_PROVIDED DATA:_
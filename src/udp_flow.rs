//! UDP flows: one proxied datagram path per (source, destination) pair, kept alive by traffic
//! and dropped after the idle TTL.

use std::{
    net::{SocketAddr, SocketAddrV4},
    sync::Arc,
};

use tokio::{
    sync::mpsc::{self, error::TrySendError},
    time::{sleep_until, timeout, Instant},
};
use tokio_util::sync::CancellationToken;
use tracing::{debug, span, trace, Instrument, Level};

use crate::{
    engine::Shared,
    flow_table::{FlowHandle, FlowId, FlowKey},
    packet::{Ipv4Header, UdpHeader},
    socks5_client::UdpReceiver,
    Socks5Error,
};

pub const DNS_PORT: u16 = 53;

const DATAGRAM_QUEUE: usize = 128;

/// Routes one client datagram: answered from the DNS cache, handed to its flow, or used
/// to open a new flow.
pub(crate) async fn handle_datagram(
    shared: &Arc<Shared>,
    ip: &Ipv4Header<'_>,
    udp: &UdpHeader<'_>,
) -> crate::Result<()> {
    let key = FlowKey::new(
        SocketAddrV4::new(ip.src, udp.src_port),
        SocketAddrV4::new(ip.dst, udp.dst_port),
    );

    if is_cached_dns(shared, &key) {
        if let Some(answer) = shared
            .dns_cache
            .as_ref()
            .and_then(|cache| cache.answer(udp.payload))
        {
            trace!(%key, "Answering DNS query from cache");
            return shared.send_udp(key.dst, key.src, &answer).await;
        }
    }

    if let Some(flow) = shared.udp_flows.lookup(&key) {
        if flow.tx.try_send(udp.payload.to_vec()).is_err() {
            trace!(%key, "Flow busy, dropping datagram");
        }
        return Ok(());
    }

    spawn(shared, key, udp.payload.to_vec());
    Ok(())
}

fn is_cached_dns(shared: &Shared, key: &FlowKey) -> bool {
    key.dst.port() == DNS_PORT
        && shared.dns_cache.is_some()
        && shared.config.intercepts_dns(*key.dst.ip())
}

fn spawn(shared: &Arc<Shared>, key: FlowKey, first: Vec<u8>) {
    let (tx, rx) = mpsc::channel(DATAGRAM_QUEUE);
    // fresh channel, cannot be full
    let _ = tx.try_send(first);
    let cancel = shared.shutdown.child_token();
    let Some(id) = shared.udp_flows.insert(
        key,
        FlowHandle {
            tx,
            cancel: cancel.clone(),
        },
    ) else {
        return;
    };

    debug!(%key, "New UDP flow");
    let flow = UdpFlow {
        shared: Arc::clone(shared),
        key,
        id,
        rx,
        cancel,
        cache_responses: is_cached_dns(shared, &key),
    };
    let span = span!(Level::DEBUG, "udp", src = %key.src, dst = %key.dst);
    shared.tracker.spawn(flow.run().instrument(span));
}

struct UdpFlow {
    shared: Arc<Shared>,
    key: FlowKey,
    id: FlowId,
    rx: mpsc::Receiver<Vec<u8>>,
    cancel: CancellationToken,
    cache_responses: bool,
}

impl UdpFlow {
    async fn run(mut self) {
        if let Err(err) = self.relay().await {
            debug!(?err, "UDP flow failed");
        }
        self.cancel.cancel();
        self.shared.udp_flows.remove(&self.key, self.id);
        debug!("UDP flow finished");
    }

    async fn relay(&mut self) -> crate::Result<()> {
        let connector = self.shared.connector.clone();
        let upstream = tokio::select! {
            _ = self.cancel.cancelled() => return Ok(()),
            upstream = connector.open_udp(SocketAddr::V4(self.key.dst)) => upstream?,
        };

        let (mut sender, receiver) = upstream.into_split();
        let (responses_tx, mut responses) = mpsc::channel(DATAGRAM_QUEUE);
        self.shared.tracker.spawn(
            read_upstream(receiver, responses_tx, self.cancel.clone()).in_current_span(),
        );

        let ttl = self.shared.config.udp_ttl;
        let write_timeout = self.shared.config.proxy.write_timeout;
        let mut deadline = Instant::now() + ttl;

        loop {
            tokio::select! {
                _ = self.cancel.cancelled() => return Ok(()),
                _ = sleep_until(deadline) => {
                    debug!(?ttl, "UDP flow expired");
                    return Ok(());
                }
                datagram = self.rx.recv() => {
                    let Some(datagram) = datagram else {
                        return Ok(());
                    };
                    deadline = Instant::now() + ttl;
                    match timeout(write_timeout, sender.send(&datagram)).await {
                        Ok(sent) => sent.map_err(Socks5Error::IoError)?,
                        Err(_) => return Err(Socks5Error::Timeout.into()),
                    }
                }
                response = responses.recv() => {
                    let Some(response) = response else {
                        debug!("Upstream closed");
                        return Ok(());
                    };
                    deadline = Instant::now() + ttl;
                    if self.cache_responses {
                        if let Some(cache) = &self.shared.dns_cache {
                            cache.store(&response);
                        }
                    }
                    self.shared
                        .send_udp(self.key.dst, self.key.src, &response)
                        .await?;
                }
            }
        }
    }
}

/// Companion task: moves upstream datagrams into the flow. Datagrams are dropped when the
/// flow falls behind.
async fn read_upstream(
    mut receiver: UdpReceiver,
    tx: mpsc::Sender<Vec<u8>>,
    cancel: CancellationToken,
) {
    loop {
        let received = tokio::select! {
            _ = cancel.cancelled() => return,
            received = receiver.recv() => received,
        };
        match received {
            Ok(Some(datagram)) => match tx.try_send(datagram) {
                Ok(()) => {}
                Err(TrySendError::Full(_)) => trace!("Flow busy, dropping response"),
                Err(TrySendError::Closed(_)) => return,
            },
            Ok(None) => return,
            Err(err) => {
                debug!(?err, "Upstream receive failed");
                return;
            }
        }
    }
}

_AIM OF THE EXERCISE:_ Say the number of lines above that include "cancelled", and only that.

_TASK ANSWER:_ 3